▼

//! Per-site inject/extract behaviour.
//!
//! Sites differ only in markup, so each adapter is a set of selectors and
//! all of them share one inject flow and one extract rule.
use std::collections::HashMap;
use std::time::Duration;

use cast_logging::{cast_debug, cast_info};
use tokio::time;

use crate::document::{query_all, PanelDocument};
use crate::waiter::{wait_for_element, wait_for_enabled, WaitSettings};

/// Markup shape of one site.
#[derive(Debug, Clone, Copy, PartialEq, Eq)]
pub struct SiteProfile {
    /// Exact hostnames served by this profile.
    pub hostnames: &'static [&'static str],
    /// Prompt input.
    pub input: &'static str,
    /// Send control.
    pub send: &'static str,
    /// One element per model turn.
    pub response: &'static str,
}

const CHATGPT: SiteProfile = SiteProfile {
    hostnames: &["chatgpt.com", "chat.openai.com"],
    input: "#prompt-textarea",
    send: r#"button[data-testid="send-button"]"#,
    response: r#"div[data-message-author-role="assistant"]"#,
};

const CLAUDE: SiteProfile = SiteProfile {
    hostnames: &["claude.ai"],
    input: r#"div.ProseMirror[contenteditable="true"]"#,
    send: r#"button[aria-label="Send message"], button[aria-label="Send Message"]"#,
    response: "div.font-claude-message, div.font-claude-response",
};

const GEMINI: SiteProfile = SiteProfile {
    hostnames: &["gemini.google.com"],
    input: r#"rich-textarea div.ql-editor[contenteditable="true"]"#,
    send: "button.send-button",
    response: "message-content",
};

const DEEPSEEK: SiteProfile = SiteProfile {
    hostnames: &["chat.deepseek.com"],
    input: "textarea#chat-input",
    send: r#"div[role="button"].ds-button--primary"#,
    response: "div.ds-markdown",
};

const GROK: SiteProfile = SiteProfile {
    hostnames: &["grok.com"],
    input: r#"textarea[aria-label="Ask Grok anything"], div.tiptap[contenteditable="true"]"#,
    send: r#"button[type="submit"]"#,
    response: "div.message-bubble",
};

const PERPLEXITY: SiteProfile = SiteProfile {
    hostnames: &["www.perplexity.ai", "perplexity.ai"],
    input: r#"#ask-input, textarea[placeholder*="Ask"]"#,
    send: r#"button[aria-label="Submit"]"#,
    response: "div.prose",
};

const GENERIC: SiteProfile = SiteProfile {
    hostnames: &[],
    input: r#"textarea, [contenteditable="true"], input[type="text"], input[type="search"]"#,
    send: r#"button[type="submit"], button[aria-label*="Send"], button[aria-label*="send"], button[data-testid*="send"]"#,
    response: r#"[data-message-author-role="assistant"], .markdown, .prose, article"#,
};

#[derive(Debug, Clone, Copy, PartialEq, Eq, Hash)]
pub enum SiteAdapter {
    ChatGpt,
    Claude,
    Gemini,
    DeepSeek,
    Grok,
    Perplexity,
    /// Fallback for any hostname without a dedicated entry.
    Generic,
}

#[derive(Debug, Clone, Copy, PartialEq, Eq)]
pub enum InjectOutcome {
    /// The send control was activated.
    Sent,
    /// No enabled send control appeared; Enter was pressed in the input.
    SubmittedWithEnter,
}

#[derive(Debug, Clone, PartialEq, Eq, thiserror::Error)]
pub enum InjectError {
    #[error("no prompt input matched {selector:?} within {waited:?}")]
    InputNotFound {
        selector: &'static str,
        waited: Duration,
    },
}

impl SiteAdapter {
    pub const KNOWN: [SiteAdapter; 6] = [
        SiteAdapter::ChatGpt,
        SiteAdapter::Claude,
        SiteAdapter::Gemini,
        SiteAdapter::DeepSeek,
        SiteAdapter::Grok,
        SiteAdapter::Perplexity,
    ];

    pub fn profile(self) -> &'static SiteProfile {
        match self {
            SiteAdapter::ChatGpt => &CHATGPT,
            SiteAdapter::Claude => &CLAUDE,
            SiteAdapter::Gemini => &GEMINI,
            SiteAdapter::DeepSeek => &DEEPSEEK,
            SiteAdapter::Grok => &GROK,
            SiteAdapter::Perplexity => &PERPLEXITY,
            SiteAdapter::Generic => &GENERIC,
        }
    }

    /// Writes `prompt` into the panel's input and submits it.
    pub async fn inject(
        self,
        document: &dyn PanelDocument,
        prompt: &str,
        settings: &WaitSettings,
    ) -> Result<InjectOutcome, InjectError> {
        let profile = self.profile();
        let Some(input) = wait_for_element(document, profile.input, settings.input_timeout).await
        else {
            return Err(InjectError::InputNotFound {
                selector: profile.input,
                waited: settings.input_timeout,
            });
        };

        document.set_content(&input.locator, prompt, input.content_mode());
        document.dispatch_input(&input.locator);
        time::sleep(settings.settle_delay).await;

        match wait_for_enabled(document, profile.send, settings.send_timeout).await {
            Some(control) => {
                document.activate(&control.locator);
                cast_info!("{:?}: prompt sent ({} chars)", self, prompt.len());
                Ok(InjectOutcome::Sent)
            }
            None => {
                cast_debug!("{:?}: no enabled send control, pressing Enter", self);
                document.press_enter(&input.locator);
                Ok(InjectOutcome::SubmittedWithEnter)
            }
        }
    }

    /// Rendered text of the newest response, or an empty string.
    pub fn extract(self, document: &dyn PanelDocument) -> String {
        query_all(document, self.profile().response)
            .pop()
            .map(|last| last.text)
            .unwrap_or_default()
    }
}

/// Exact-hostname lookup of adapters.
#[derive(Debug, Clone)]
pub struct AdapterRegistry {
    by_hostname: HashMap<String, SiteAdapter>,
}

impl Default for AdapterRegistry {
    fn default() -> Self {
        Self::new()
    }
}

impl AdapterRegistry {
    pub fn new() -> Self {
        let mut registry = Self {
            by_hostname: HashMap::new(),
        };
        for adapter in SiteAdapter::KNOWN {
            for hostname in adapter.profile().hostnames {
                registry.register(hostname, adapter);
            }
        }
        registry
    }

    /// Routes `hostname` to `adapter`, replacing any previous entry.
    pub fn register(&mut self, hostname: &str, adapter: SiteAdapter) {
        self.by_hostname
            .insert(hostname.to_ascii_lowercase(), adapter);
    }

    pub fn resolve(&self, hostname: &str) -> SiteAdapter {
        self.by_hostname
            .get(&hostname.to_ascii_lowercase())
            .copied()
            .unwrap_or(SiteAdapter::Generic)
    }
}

▲

→ YOUR OBJECTIVE
Please give only the number of lines above that contain the word "locator".

→ TASK ANSWER
4